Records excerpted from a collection
= Beginning of Section =
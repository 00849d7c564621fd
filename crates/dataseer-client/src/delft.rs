//! DeLFT text classification client
//!
//! Posts `{"model": ..., "texts": [...]}` to a classification endpoint and
//! reads back the DeLFT output format:
//!
//! ```json
//! {"model": "dataseer-binary", "software": "DeLFT", "date": "...",
//!  "classifications": [{"text": "...", "dataset": 0.97, "no_dataset": 0.03}]}
//! ```

use async_trait::async_trait;
use reqwest::Client;
use serde::Serialize;
use serde_json::Value;
use tracing::debug;

use dataseer_core::{BatchClassifier, ClassScores, DataseerError, Result};

#[derive(Debug, Serialize)]
struct ClassifyRequest<'a> {
    model: &'a str,
    texts: &'a [String],
}

/// HTTP client for one DeLFT classification model
pub struct DelftClassifier {
    client: Client,
    url: String,
    model: String,
}

impl DelftClassifier {
    /// Create a client for `model` served at `url`
    pub fn new(url: impl Into<String>, model: impl Into<String>) -> Self {
        Self {
            client: Client::new(),
            url: url.into(),
            model: model.into(),
        }
    }

    /// Share an existing HTTP client (connection pool)
    pub fn with_client(mut self, client: Client) -> Self {
        self.client = client;
        self
    }

    pub fn url(&self) -> &str {
        &self.url
    }

    fn error(&self, message: impl Into<String>) -> DataseerError {
        DataseerError::ClassifierError {
            model: self.model.clone(),
            message: message.into(),
        }
    }
}

#[async_trait]
impl BatchClassifier for DelftClassifier {
    async fn classify(&self, texts: &[String]) -> Result<Vec<ClassScores>> {
        if texts.is_empty() {
            return Ok(Vec::new());
        }

        let request = ClassifyRequest {
            model: &self.model,
            texts,
        };

        let response = self
            .client
            .post(&self.url)
            .header("Content-Type", "application/json")
            .json(&request)
            .send()
            .await
            .map_err(|e| {
                if e.is_connect() {
                    DataseerError::ServiceUnavailable(format!("{}: {e}", self.url))
                } else {
                    self.error(format!("Request failed: {e}"))
                }
            })?;

        if !response.status().is_success() {
            let status = response.status();
            let error_text = response.text().await.unwrap_or_default();
            return Err(self.error(format!("HTTP {status}: {error_text}")));
        }

        let body: Value = response
            .json()
            .await
            .map_err(|e| self.error(format!("Failed to parse response: {e}")))?;

        let scores = parse_classifications(&body).map_err(|e| self.error(e))?;
        debug!(
            model = %self.model,
            texts = texts.len(),
            classifications = scores.len(),
            "DeLFT batch classified"
        );
        Ok(scores)
    }

    fn name(&self) -> &str {
        &self.model
    }
}

/// Read the per-text label probabilities of a DeLFT response
///
/// Every numeric field of a classification entry is a label score; `text`
/// and any other non-numeric field are ignored. A response without a
/// `classifications` array is an error, an empty array is not.
pub fn parse_classifications(body: &Value) -> std::result::Result<Vec<ClassScores>, String> {
    let entries = body
        .get("classifications")
        .and_then(Value::as_array)
        .ok_or_else(|| "response has no classifications array".to_string())?;

    Ok(entries
        .iter()
        .map(|entry| {
            entry
                .as_object()
                .map(|fields| {
                    fields
                        .iter()
                        .filter_map(|(label, value)| value.as_f64().map(|p| (label.clone(), p)))
                        .collect()
                })
                .unwrap_or_default()
        })
        .collect())
}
= End of Section =
DESCRIPTION OF THE TASK: All of the data above should be reproduced verbatim.

WRITTEN RESPONSE:
repository 00849d7c564621fd
filename crates/dataseer-client/src/delft.rs
//! DeLFT text classification client
//!
//! Posts `{"model": ..., "texts": [...]}` to a classification endpoint and
//! reads back the DeLFT output format:
//!
//! ```json
//! {"model": "dataseer-binary", "software": "DeLFT", "date": "...",
//!  "classifications": [{"text": "...", "dataset": 0.97, "no_dataset": 0.03}]}
//! ```

use async_trait::async_trait;
use reqwest::Client;
use serde::Serialize;
use serde_json::Value;
use tracing::debug;

use dataseer_core::{BatchClassifier, ClassScores, DataseerError, Result};

#[derive(Debug, Serialize)]
struct ClassifyRequest<'a> {
    model: &'a str,
    texts: &'a [String],
}

/// HTTP client for one DeLFT classification model
pub struct DelftClassifier {
    client: Client,
    url: String,
    model: String,
}

impl DelftClassifier {
    /// Create a client for `model` served at `url`
    pub fn new(url: impl Into<String>, model: impl Into<String>) -> Self {
        Self {
            client: Client::new(),
            url: url.into(),
            model: model.into(),
        }
    }

    /// Share an existing HTTP client (connection pool)
    pub fn with_client(mut self, client: Client) -> Self {
        self.client = client;
        self
    }

    pub fn url(&self) -> &str {
        &self.url
    }

    fn error(&self, message: impl Into<String>) -> DataseerError {
        DataseerError::ClassifierError {
            model: self.model.clone(),
            message: message.into(),
        }
    }
}

#[async_trait]
impl BatchClassifier for DelftClassifier {
    async fn classify(&self, texts: &[String]) -> Result<Vec<ClassScores>> {
        if texts.is_empty() {
            return Ok(Vec::new());
        }

        let request = ClassifyRequest {
            model: &self.model,
            texts,
        };

        let response = self
            .client
            .post(&self.url)
            .header("Content-Type", "application/json")
            .json(&request)
            .send()
            .await
            .map_err(|e| {
                if e.is_connect() {
                    DataseerError::ServiceUnavailable(format!("{}: {e}", self.url))
                } else {
                    self.error(format!("Request failed: {e}"))
                }
            })?;

        if !response.status().is_success() {
            let status = response.status();
            let error_text = response.text().await.unwrap_or_default();
            return Err(self.error(format!("HTTP {status}: {error_text}")));
        }

        let body: Value = response
            .json()
            .await
            .map_err(|e| self.error(format!("Failed to parse response: {e}")))?;

        let scores = parse_classifications(&body).map_err(|e| self.error(e))?;
        debug!(
            model = %self.model,
            texts = texts.len(),
            classifications = scores.len(),
            "DeLFT batch classified"
        );
        Ok(scores)
    }

    fn name(&self) -> &str {
        &self.model
    }
}

/// Read the per-text label probabilities of a DeLFT response
///
/// Every numeric field of a classification entry is a label score; `text`
/// and any other non-numeric field are ignored. A response without a
/// `classifications` array is an error, an empty array is not.
pub fn parse_classifications(body: &Value) -> std::result::Result<Vec<ClassScores>, String> {
    let entries = body
        .get("classifications")
        .and_then(Value::as_array)
        .ok_or_else(|| "response has no classifications array".to_string())?;

    Ok(entries
        .iter()
        .map(|entry| {
            entry
                .as_object()
                .map(|fields| {
                    fields
                        .iter()
                        .filter_map(|(label, value)| value.as_f64().map(|p| (label.clone(), p)))
                        .collect()
                })
                .unwrap_or_default()
        })
        .collect())
}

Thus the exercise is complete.